Chuck E. Cheese has always been in the front of my mind. We used to go to the one that was located in the back of Chapel Hill Mall (voted Akron's next dead mall by every racist dad in the comments sections on My grandfather was a drunk, so it was easy for him to take us to Chuck E. Cheese, because he could sit and get drunk in the main showroom while the kids ran around. I usually played Skeeball, or would go into the smaller showroom and put a token in the machine to watch The King do an Elvis song. I hated Elvis, but I loved that smaller showroom. There was barely anyone ever in it. It was a reprieve from the adults, and from the chaos that was the video game/ride area.

Fun fact: there is still a King located at Jungle Jim's, a gigantic specialty grocery store in Cincinnati, Ohio. I want to go to there. 

I had largely forgotten about my affinity for animatronic bands until a few years ago, when I saw the documentary about the Rock-afire Explosion. If you haven't seen it yet, please go here and watch it immediately. In this movie, we are not only given the entire history of The Rock-afire Explosion, and their eventual demise and rebuild into the Chuck E. Cheese band that we know now, but we're also exposed to my favorite side of everything: the superfans.

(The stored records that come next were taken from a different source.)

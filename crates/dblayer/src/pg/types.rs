//! Conversions between [`Value`] and PostgreSQL wire types.

use crate::error::{OrmError, OrmResult};
use crate::row::Row;
use crate::value::{FromValue, Value};
use bytes::BytesMut;
use chrono::{DateTime, NaiveDate, NaiveDateTime, NaiveTime, Utc};
use rust_decimal::Decimal;
use rust_decimal::prelude::{FromPrimitive, ToPrimitive};
use std::error::Error;
use tokio_postgres::types::{IsNull, ToSql, Type};

type EncodeResult = Result<IsNull, Box<dyn Error + Sync + Send>>;

impl ToSql for Value {
    fn to_sql(&self, ty: &Type, out: &mut BytesMut) -> EncodeResult {
        match self {
            Value::Null => Ok(IsNull::Yes),
            Value::Bool(v) => v.to_sql_checked(ty, out),
            Value::Int(v) => match *ty {
                Type::INT2 => i16::try_from(*v)?.to_sql_checked(ty, out),
                Type::INT4 => i32::try_from(*v)?.to_sql_checked(ty, out),
                Type::FLOAT4 => (*v as f32).to_sql_checked(ty, out),
                Type::FLOAT8 => (*v as f64).to_sql_checked(ty, out),
                Type::NUMERIC => Decimal::from(*v).to_sql_checked(ty, out),
                Type::TEXT | Type::VARCHAR | Type::BPCHAR => v.to_string().to_sql_checked(ty, out),
                _ => v.to_sql_checked(ty, out),
            },
            Value::Float(v) => match *ty {
                Type::FLOAT4 => (*v as f32).to_sql_checked(ty, out),
                Type::NUMERIC => Decimal::from_f64(*v)
                    .ok_or_else(|| format!("float {v} has no numeric representation"))?
                    .to_sql_checked(ty, out),
                _ => v.to_sql_checked(ty, out),
            },
            Value::Decimal(v) => match *ty {
                Type::FLOAT4 | Type::FLOAT8 => {
                    let float = v
                        .to_f64()
                        .ok_or_else(|| format!("decimal {v} does not fit a float"))?;
                    Value::Float(float).to_sql(ty, out)
                }
                Type::TEXT | Type::VARCHAR | Type::BPCHAR => v.to_string().to_sql_checked(ty, out),
                _ => v.to_sql_checked(ty, out),
            },
            Value::Text(v) => {
                if <String as ToSql>::accepts(ty) {
                    return v.to_sql_checked(ty, out);
                }
                match parse_text(v, ty)? {
                    Some(parsed) => parsed.to_sql(ty, out),
                    None => Err(wrong_type(self, ty)),
                }
            }
            Value::Bytes(v) => v.to_sql_checked(ty, out),
            Value::Date(v) => v.to_sql_checked(ty, out),
            Value::Time(v) => v.to_sql_checked(ty, out),
            Value::DateTime(v) => match *ty {
                Type::TIMESTAMPTZ => v.and_utc().to_sql_checked(ty, out),
                _ => v.to_sql_checked(ty, out),
            },
            Value::Timestamp(v) => match *ty {
                Type::TIMESTAMP => v.naive_utc().to_sql_checked(ty, out),
                _ => v.to_sql_checked(ty, out),
            },
            Value::Json(v) => v.to_sql_checked(ty, out),
            Value::Uuid(v) => match *ty {
                Type::TEXT | Type::VARCHAR | Type::BPCHAR => v.to_string().to_sql_checked(ty, out),
                _ => v.to_sql_checked(ty, out),
            },
        }
    }

    // The server infers each parameter's type; `to_sql` rejects values that do not fit it.
    fn accepts(_ty: &Type) -> bool {
        true
    }

    tokio_postgres::types::to_sql_checked!();
}

fn wrong_type(value: &Value, ty: &Type) -> Box<dyn Error + Sync + Send> {
    format!("cannot encode {} value as postgres type {ty}", value.kind()).into()
}

/// Parse a text argument bound to a non-text parameter. `None` when the type has no text form.
fn parse_text(text: &str, ty: &Type) -> OrmResult<Option<Value>> {
    let raw = || Value::Text(text.to_string());
    let parsed = match *ty {
        Type::INT2 | Type::INT4 | Type::INT8 => Value::Int(i64::from_value(raw())?),
        Type::FLOAT4 | Type::FLOAT8 => Value::Float(f64::from_value(raw())?),
        Type::NUMERIC => Value::Decimal(Decimal::from_value(raw())?),
        Type::BOOL => match text {
            "t" | "true" | "1" => Value::Bool(true),
            "f" | "false" | "0" => Value::Bool(false),
            _ => return Err(OrmError::decode("", format!("invalid boolean {text:?}"))),
        },
        Type::DATE => Value::Date(NaiveDate::from_value(raw())?),
        Type::TIME => Value::Time(NaiveTime::from_value(raw())?),
        Type::TIMESTAMP | Type::TIMESTAMPTZ => Value::DateTime(
            NaiveDateTime::from_value(raw())
                .or_else(|_| NaiveDate::from_value(raw()).map(|d| d.and_time(NaiveTime::default())))?,
        ),
        Type::JSON | Type::JSONB => Value::Json(serde_json::from_str(text)?),
        Type::UUID => Value::Uuid(uuid::Uuid::from_value(raw())?),
        _ => return Ok(None),
    };
    Ok(Some(parsed))
}

/// Decode one column as `Option<T>`, mapping SQL NULL to [`Value::Null`].
fn column<'a, T>(row: &'a tokio_postgres::Row, idx: usize, name: &str) -> OrmResult<Value>
where
    T: tokio_postgres::types::FromSql<'a> + Into<Value>,
{
    row.try_get::<_, Option<T>>(idx)
        .map(|v| v.map_or(Value::Null, Into::into))
        .map_err(|e| OrmError::decode(name, e.to_string()))
}

/// Convert a driver row into a [`Row`], keeping column order.
pub(crate) fn decode_row(row: &tokio_postgres::Row) -> OrmResult<Row> {
    let mut out = Row::new();
    for (idx, col) in row.columns().iter().enumerate() {
        let name = col.name();
        let value = match *col.type_() {
            Type::BOOL => column::<bool>(row, idx, name)?,
            Type::INT2 => column::<i16>(row, idx, name)?,
            Type::INT4 => column::<i32>(row, idx, name)?,
            Type::INT8 => column::<i64>(row, idx, name)?,
            Type::FLOAT4 => column::<f32>(row, idx, name)?,
            Type::FLOAT8 => column::<f64>(row, idx, name)?,
            Type::NUMERIC => column::<Decimal>(row, idx, name)?,
            Type::TEXT | Type::VARCHAR | Type::BPCHAR | Type::NAME => {
                column::<String>(row, idx, name)?
            }
            Type::BYTEA => column::<Vec<u8>>(row, idx, name)?,
            Type::DATE => column::<NaiveDate>(row, idx, name)?,
            Type::TIME => column::<NaiveTime>(row, idx, name)?,
            Type::TIMESTAMP => column::<NaiveDateTime>(row, idx, name)?,
            Type::TIMESTAMPTZ => column::<DateTime<Utc>>(row, idx, name)?,
            Type::JSON | Type::JSONB => column::<serde_json::Value>(row, idx, name)?,
            Type::UUID => column::<uuid::Uuid>(row, idx, name)?,
            ref other => {
                return Err(OrmError::decode(
                    name,
                    format!("unsupported column type {other}"),
                ));
            }
        };
        out.push(name, value);
    }
    Ok(out)
}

Superfans are the best source of information; they're living historians of whatever they're super into. And then you cross into places like Chris Thrash, a guy who lives in Alabama, owns his very own Rock-afire Explosion show, and programs them to play current music (the rockafire youtube page is brilliant to turn on in the background at parties). He rebuilt his happiest childhood memories in a garage on his property, and I fully respect him for that.

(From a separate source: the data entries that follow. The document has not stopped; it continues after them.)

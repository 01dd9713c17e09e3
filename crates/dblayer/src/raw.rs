//! Hand-written statements that still go through the execution context.

use crate::context::Context;
use crate::error::OrmResult;
use crate::executor::{Conn, ExecResult};
use crate::row::FromRow;
use crate::value::Value;

/// A raw SQL statement with `?` placeholders.
///
/// Placeholders are rebound for the active dialect like any built statement.
#[derive(Debug, Clone)]
#[must_use = "raw statements do nothing until executed"]
pub struct Raw<'a> {
    conn: Conn<'a>,
    sql: String,
    args: Vec<Value>,
}

impl<'a> Raw<'a> {
    pub(crate) fn new(conn: Conn<'a>, sql: impl Into<String>, args: Vec<Value>) -> Self {
        Self {
            conn,
            sql: sql.into(),
            args,
        }
    }

    pub fn sql(&self) -> &str {
        &self.sql
    }

    pub fn args(&self) -> &[Value] {
        &self.args
    }

    pub async fn fetch_all<T: FromRow>(&self) -> OrmResult<Vec<T>> {
        self.fetch_all_ctx(&Context::background()).await
    }

    pub async fn fetch_all_ctx<T: FromRow>(&self, ctx: &Context) -> OrmResult<Vec<T>> {
        let rows = self.conn.select_ctx(ctx, &self.sql, &self.args).await?;
        rows.iter().map(T::from_row).collect()
    }

    /// First row, if any.
    pub async fn get<T: FromRow>(&self) -> OrmResult<Option<T>> {
        self.get_ctx(&Context::background()).await
    }

    pub async fn get_ctx<T: FromRow>(&self, ctx: &Context) -> OrmResult<Option<T>> {
        match self.conn.get_ctx(ctx, &self.sql, &self.args).await? {
            Some(row) => Ok(Some(T::from_row(&row)?)),
            None => Ok(None),
        }
    }

    pub async fn exec(&self) -> OrmResult<ExecResult> {
        self.exec_ctx(&Context::background()).await
    }

    pub async fn exec_ctx(&self, ctx: &Context) -> OrmResult<ExecResult> {
        self.conn.exec_ctx(ctx, &self.sql, &self.args).await
    }
}
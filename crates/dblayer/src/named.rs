//! Named placeholder compilation (`:name` → `?`).

use crate::error::{OrmError, OrmResult};
use crate::record::Record;
use crate::value::Value;

/// Rewrite `:name` placeholders into positional `?` and collect the values in order.
///
/// `::type` casts and anything inside single-quoted literals are left untouched. A name
/// that `lookup` cannot resolve is a validation error.
pub fn compile_named<F>(sql: &str, mut lookup: F) -> OrmResult<(String, Vec<Value>)>
where
    F: FnMut(&str) -> Option<Value>,
{
    let mut out = String::with_capacity(sql.len());
    let mut args = Vec::new();
    let mut chars = sql.char_indices().peekable();
    let mut in_quote = false;

    while let Some((i, ch)) = chars.next() {
        if ch == '\'' {
            in_quote = !in_quote;
            out.push(ch);
            continue;
        }
        if in_quote || ch != ':' {
            out.push(ch);
            continue;
        }
        match chars.peek() {
            Some((_, ':')) => {
                out.push_str("::");
                chars.next();
            }
            Some((_, c)) if c.is_ascii_alphabetic() || *c == '_' => {
                let start = i + 1;
                let mut end = start;
                while let Some((j, c)) = chars.peek() {
                    if c.is_ascii_alphanumeric() || *c == '_' {
                        end = j + c.len_utf8();
                        chars.next();
                    } else {
                        break;
                    }
                }
                let name = &sql[start..end];
                let value = lookup(name).ok_or_else(|| {
                    OrmError::validation(format!("no value bound for named parameter :{name}"))
                })?;
                out.push('?');
                args.push(value);
            }
            _ => out.push(ch),
        }
    }

    Ok((out, args))
}

/// Compile `sql` against the fields of a record.
pub fn compile_record<R: Record + ?Sized>(sql: &str, record: &R) -> OrmResult<(String, Vec<Value>)> {
    let pairs = record.columns_and_values();
    compile_named(sql, |name| {
        pairs
            .iter()
            .find(|(column, _)| column == name)
            .map(|(_, value)| value.clone())
    })
}

#[cfg(test)]
mod tests {
    use super::*;

    #[test]
    fn rewrites_in_order_of_appearance() {
        let data = crate::map! { "a" => 1, "b" => "x" };
        let (sql, args) = compile_record("UPDATE t SET b = :b, a = :a WHERE a = :a", &data).unwrap();
        assert_eq!(sql, "UPDATE t SET b = ?, a = ? WHERE a = ?");
        assert_eq!(args, crate::args!["x", 1, 1]);
    }

    #[test]
    fn skips_casts_and_literals() {
        let data = crate::map! { "id" => 3 };
        let (sql, args) =
            compile_record("SELECT ':id', x::text FROM t WHERE id = :id", &data).unwrap();
        assert_eq!(sql, "SELECT ':id', x::text FROM t WHERE id = ?");
        assert_eq!(args.len(), 1);
    }

    #[test]
    fn unknown_name_is_rejected() {
        let err = compile_named("a = :missing", |_| None).unwrap_err();
        assert!(matches!(err, OrmError::Validation(_)));
    }
}
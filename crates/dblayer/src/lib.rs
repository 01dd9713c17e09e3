//! # dblayer
//!
//! A fluent, dialect-aware SQL query builder for MySQL, PostgreSQL and SQLite.
//!
//! ## Features
//!
//! - **One builder, three dialects**: statements are written once with `?` placeholders and
//!   rebound for the backend right before dispatch
//! - **Positional safety**: arguments always follow placeholder order, including nested groups,
//!   sub-queries and unions
//! - **Transactions as values**: a [`Transaction`] is passed wherever a builder needs to run
//!   inside it; dropping it unfinished discards its work
//! - **Safe defaults**: DELETE requires WHERE, UPDATE requires SET, batch records must share keys
//! - **Schema builder**: `CREATE TABLE` and `ALTER TABLE` rendered per dialect
//! - **Cancellation**: every terminal has a `*_ctx` variant that honours a [`Context`]
//!
//! ## Query builder
//!
//! ```ignore
//! use dblayer::{Database, map};
//!
//! let db = Database::connect(&url).await?;
//!
//! // SELECT
//! let users: Vec<User> = db
//!     .table("users")
//!     .where_("status = ?", vec!["active".into()])
//!     .order_by("created_at", "DESC")
//!     .limit(10)
//!     .get()
//!     .await?;
//!
//! // INSERT
//! let id = db
//!     .table("users")
//!     .create_map(&map! { "username" => "alice", "email" => "alice@example.com" })
//!     .await?;
//!
//! // UPDATE / DELETE
//! db.table("users").where_id(id).update_map(&map! { "status" => "inactive" }).await?;
//! db.table("users").where_id(id).delete().await?;
//! ```
//!
//! ## Transactions
//!
//! ```ignore
//! db.transaction(|tx| Box::pin(async move {
//!     tx.table("accounts").where_id(1).decrement("balance", 10).await?;
//!     tx.table("accounts").where_id(2).increment("balance", 10).await?;
//!     Ok(())
//! }))
//! .await?;
//! ```

pub mod builder;
pub mod cache;
pub mod context;
pub mod database;
pub mod dialect;
pub mod error;
pub mod executor;
mod monitor;
pub mod named;
pub mod pagination;
pub mod predicate;
pub mod raw;
pub mod record;
pub mod row;
pub mod schema;
pub mod transaction;
pub mod value;

#[cfg(feature = "pool")]
pub mod pg;
#[cfg(feature = "pool")]
pub mod pool;

pub use builder::{Join, JoinKind, QueryBuilder};
pub use cache::CacheDriver;
pub use context::{Canceller, Context};
pub use database::Database;
pub use dialect::{DateField, DatePart, Dialect, Driver};
pub use error::{OrmError, OrmResult};
pub use executor::{Conn, ExecResult, Executor, Pool, Session};
pub use named::compile_named;
pub use pagination::Pagination;
pub use predicate::{Connector, Predicate, PredicateTree};
pub use raw::Raw;
pub use record::{Map, Record};
pub use row::{FromRow, Row};
pub use schema::{ColumnType, ForeignKeyAction, Schema};
pub use transaction::Transaction;
pub use value::{FromValue, Value};

pub use rust_decimal::Decimal;

#[cfg(feature = "pool")]
pub use pg::{PgPool, PgSession};
#[cfg(feature = "pool")]
pub use pool::{
    create_pool, create_pool_with_config, create_pool_with_manager_config, create_pool_with_tls,
};

#[cfg(feature = "derive")]
pub use dblayer_derive::{FromRow, Record};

And then, there's the guy who invented the Rock-afire Explosion (and apparently whac-a-mole), Aaron Fechter. In the documentary, he takes the crew on a tour of Creative Engineering, where the band was invented. You would expect sleek warehouses, but nope; the viewer gets to tour a hot ass warehouse in Orlando, Florida, and see shows in various forms of disarray and decay; this article from the DCist has some rad photos from their tour). There was also an explosion at Creative Engineering in 2013, but Fechter just keeps on keepin' on, melting masks and ramshackle surroundings be damned.

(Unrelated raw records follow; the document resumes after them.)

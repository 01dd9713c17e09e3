//! SQL statement logging.
//!
//! Every statement dispatched by [`Conn`](crate::Conn) is reported here. With the `tracing`
//! feature enabled it becomes a `debug` event on target `dblayer.sql`:
//!
//! ```text
//! DEBUG dblayer.sql: sql executed executor="pool" args=2 elapsed_us=412 ok=true sql="SELECT * FROM users WHERE id = $1 LIMIT 1"
//! ```

use std::time::Duration;

/// Longest SQL prefix included in a log event.
pub const MAX_LOGGED_SQL: usize = 200;

pub(crate) fn truncate_sql_bytes(sql: &str, max_bytes: usize) -> &str {
    if sql.len() <= max_bytes {
        return sql;
    }
    let mut end = max_bytes;
    while end > 0 && !sql.is_char_boundary(end) {
        end -= 1;
    }
    &sql[..end]
}

/// Which executor a statement ran on.
#[derive(Debug, Clone, Copy, PartialEq, Eq)]
pub enum ExecutorKind {
    Pool,
    Transaction,
}

impl ExecutorKind {
    pub fn as_str(self) -> &'static str {
        match self {
            ExecutorKind::Pool => "pool",
            ExecutorKind::Transaction => "transaction",
        }
    }
}

pub(crate) fn log_statement(kind: ExecutorKind, sql: &str, args: usize, elapsed: Duration, ok: bool) {
    #[cfg(feature = "tracing")]
    {
        let shown = if sql.len() > MAX_LOGGED_SQL {
            format!("{}...", truncate_sql_bytes(sql, MAX_LOGGED_SQL))
        } else {
            sql.to_string()
        };
        tracing::debug!(
            target: "dblayer.sql",
            executor = kind.as_str(),
            args,
            elapsed_us = elapsed.as_micros() as u64,
            ok,
            sql = %shown,
            "sql executed"
        );
    }
    #[cfg(not(feature = "tracing"))]
    let _ = (kind, sql, args, elapsed, ok);
}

The documentary is great, and paired with Chris Thrash's videos, sparked interest in the Rock-afire Explosion again; the band was even supposed to play at Riot Fest in 2015, but ended up not playing. I had considered buying tickets that year, but I consider buying tickets every year.

And now, in 2017, Chuck E. Cheese is going to be phasing out their remaining bands. As much as nostalgia would love for me to go and experience their show one last time, I am a 40 year old woman who has never had children for a reason. I was in a Chuck E. Cheese's in 2012, pretty ripped for a weekday afternoon, and it was a nightmare. Kids are so loud, so sticky, and ask so many questions!

However, I drive by that location at night, and see the band through the window, motionless, eyes closed, and it's so fucking fascinating. I want to try and take a photo through the window before (like most things from my childhood) they're gone. I actually would rather make the 4 or so hour drive to Barboursville, West Virginia and go to Billy Bob's Wonderland, and see one of the remaining Rock-afire Explosion bands for myself. I figure I travel around all the time seeing bands; why not travel and see a mechanical band?

BONUS CONTENT: I found out last night that Aaron Fechter has been developing new Billy Bob dolls. I urge you to go back and watch all of the prototype videos, but this one is the jackpot. Fechter's excitement slowly turns into rage; I hope Harry is alright out there, wherever he is.